Source records:
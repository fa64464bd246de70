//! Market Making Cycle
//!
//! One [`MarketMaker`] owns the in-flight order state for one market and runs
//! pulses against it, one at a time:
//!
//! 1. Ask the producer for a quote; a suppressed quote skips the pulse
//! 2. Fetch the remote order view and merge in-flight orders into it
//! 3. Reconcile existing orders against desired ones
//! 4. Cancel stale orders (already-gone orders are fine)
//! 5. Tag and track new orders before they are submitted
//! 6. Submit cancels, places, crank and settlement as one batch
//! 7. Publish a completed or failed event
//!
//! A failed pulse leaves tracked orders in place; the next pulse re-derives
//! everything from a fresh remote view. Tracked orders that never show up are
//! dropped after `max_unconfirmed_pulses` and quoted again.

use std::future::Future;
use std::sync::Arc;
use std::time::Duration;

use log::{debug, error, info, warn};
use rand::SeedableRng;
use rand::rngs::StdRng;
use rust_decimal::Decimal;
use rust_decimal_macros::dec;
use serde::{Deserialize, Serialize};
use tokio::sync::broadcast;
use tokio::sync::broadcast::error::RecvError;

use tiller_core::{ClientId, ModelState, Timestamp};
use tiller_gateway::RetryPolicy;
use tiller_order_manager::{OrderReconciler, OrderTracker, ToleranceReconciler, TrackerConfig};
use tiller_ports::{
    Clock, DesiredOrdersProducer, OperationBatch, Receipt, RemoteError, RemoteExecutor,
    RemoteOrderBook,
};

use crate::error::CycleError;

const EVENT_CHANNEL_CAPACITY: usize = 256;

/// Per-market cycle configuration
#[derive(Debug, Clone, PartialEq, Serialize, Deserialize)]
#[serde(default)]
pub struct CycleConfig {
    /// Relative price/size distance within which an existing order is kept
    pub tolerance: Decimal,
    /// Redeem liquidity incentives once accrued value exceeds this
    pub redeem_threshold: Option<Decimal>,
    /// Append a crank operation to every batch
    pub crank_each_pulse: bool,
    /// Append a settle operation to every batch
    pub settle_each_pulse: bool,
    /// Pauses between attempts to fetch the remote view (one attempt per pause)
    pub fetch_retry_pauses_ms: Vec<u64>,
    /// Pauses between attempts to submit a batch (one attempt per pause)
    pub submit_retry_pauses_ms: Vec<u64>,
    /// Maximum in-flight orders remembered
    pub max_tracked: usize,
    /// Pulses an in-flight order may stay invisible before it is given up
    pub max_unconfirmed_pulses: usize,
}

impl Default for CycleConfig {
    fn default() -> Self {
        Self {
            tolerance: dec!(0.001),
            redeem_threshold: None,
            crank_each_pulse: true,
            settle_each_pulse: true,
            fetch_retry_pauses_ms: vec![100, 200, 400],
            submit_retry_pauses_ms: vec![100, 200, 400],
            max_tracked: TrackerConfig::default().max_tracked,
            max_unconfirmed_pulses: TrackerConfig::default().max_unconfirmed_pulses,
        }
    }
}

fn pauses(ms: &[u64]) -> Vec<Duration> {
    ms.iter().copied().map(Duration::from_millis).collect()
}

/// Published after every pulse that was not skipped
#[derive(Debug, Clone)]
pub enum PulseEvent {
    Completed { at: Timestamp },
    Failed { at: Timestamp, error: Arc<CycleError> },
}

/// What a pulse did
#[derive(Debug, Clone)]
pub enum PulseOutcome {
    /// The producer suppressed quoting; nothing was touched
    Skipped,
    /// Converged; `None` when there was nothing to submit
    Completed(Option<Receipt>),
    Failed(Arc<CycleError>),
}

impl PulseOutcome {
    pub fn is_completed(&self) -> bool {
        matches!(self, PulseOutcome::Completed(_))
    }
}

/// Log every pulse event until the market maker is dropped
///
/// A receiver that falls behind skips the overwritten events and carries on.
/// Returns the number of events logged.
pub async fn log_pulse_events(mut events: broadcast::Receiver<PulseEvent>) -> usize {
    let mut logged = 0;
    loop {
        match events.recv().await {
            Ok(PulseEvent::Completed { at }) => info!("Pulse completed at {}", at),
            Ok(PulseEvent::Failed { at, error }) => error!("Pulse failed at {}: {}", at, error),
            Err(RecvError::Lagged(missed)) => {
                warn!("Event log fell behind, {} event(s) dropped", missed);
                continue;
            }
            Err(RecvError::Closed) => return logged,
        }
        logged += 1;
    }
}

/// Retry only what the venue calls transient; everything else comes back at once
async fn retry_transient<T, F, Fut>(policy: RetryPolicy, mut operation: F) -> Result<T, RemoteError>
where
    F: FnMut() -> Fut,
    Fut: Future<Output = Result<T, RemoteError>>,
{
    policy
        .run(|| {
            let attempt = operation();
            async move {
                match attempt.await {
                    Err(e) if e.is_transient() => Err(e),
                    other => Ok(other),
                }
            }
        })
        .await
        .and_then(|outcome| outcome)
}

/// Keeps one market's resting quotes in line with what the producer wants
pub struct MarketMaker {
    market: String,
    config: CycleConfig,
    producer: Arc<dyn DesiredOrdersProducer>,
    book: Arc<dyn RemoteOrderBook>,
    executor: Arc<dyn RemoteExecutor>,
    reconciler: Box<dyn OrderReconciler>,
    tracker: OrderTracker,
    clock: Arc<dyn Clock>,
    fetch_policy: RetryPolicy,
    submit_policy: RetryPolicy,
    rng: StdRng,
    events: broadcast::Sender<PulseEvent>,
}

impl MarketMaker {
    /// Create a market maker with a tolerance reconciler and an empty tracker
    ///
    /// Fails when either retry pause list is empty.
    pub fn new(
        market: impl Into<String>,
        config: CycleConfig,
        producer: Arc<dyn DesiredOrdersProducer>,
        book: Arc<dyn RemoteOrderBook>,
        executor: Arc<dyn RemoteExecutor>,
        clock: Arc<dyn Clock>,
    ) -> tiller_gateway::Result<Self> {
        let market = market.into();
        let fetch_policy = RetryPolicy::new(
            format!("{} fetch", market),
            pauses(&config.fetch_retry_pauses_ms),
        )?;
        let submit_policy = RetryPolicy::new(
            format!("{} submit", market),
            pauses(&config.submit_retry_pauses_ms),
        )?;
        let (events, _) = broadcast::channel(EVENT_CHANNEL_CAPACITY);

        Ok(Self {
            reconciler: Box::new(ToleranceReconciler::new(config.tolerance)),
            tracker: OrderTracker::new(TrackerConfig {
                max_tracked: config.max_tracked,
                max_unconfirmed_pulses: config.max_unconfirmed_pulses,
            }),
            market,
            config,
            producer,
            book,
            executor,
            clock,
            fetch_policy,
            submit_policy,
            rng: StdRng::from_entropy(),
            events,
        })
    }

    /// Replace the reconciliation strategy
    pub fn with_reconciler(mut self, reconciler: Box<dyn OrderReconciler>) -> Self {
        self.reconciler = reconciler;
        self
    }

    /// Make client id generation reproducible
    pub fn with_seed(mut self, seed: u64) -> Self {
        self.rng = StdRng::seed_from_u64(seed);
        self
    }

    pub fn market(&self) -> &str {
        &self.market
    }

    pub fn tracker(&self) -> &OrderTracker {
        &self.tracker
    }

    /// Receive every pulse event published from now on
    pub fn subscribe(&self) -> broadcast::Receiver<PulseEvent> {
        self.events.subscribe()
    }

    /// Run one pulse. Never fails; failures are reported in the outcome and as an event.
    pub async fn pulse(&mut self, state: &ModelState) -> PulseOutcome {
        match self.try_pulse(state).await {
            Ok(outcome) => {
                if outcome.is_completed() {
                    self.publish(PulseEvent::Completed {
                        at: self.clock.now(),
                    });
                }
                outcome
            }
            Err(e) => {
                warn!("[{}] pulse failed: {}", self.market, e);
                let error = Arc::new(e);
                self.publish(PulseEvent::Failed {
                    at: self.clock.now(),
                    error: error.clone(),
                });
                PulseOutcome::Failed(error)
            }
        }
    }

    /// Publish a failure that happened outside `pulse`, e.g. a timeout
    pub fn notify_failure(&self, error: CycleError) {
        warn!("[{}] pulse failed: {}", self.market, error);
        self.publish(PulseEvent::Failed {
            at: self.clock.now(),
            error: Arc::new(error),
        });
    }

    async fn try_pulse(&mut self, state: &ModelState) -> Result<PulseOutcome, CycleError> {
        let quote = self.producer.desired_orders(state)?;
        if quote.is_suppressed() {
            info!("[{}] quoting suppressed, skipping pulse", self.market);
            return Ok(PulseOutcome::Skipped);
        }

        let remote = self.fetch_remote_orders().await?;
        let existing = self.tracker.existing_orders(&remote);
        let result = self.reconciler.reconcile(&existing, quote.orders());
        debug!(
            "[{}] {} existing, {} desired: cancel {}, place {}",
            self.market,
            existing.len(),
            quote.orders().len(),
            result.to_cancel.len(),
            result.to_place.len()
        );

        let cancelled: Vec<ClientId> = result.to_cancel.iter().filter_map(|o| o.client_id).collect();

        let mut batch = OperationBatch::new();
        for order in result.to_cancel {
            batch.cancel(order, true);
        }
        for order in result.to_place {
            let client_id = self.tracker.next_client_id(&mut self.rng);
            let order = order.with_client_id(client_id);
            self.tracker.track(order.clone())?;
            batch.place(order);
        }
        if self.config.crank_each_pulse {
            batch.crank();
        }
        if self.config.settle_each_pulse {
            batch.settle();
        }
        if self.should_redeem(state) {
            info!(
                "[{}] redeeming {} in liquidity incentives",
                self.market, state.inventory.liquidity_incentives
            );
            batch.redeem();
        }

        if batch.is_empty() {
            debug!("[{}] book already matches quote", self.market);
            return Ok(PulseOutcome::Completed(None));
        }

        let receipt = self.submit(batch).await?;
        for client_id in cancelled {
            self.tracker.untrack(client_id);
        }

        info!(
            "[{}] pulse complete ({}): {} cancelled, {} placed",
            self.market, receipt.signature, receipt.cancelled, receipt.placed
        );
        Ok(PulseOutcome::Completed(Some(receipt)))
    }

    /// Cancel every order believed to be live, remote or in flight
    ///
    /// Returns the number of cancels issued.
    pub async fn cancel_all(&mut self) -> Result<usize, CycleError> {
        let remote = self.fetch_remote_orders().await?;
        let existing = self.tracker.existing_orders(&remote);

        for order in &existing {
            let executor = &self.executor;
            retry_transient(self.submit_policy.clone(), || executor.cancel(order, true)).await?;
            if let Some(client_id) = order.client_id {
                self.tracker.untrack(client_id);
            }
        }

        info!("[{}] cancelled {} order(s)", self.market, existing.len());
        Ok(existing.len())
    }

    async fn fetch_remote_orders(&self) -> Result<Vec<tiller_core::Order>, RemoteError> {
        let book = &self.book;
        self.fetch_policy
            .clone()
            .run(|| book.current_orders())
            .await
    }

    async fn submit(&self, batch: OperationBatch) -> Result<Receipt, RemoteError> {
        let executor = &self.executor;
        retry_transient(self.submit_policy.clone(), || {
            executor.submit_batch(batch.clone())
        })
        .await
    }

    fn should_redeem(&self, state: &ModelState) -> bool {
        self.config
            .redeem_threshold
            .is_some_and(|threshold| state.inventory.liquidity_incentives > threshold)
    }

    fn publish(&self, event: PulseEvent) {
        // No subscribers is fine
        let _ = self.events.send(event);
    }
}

WHAT YOU WILL DO =
Wherever "info" appears in a line of the entries, copy that line.

RESPONSE TO THIS EXERCISE =
use log::{debug, error, info, warn};
            Ok(PulseEvent::Completed { at }) => info!("Pulse completed at {}", at),
            info!("[{}] quoting suppressed, skipping pulse", self.market);
            info!(
        info!(
        info!("[{}] cancelled {} order(s)", self.market, existing.len());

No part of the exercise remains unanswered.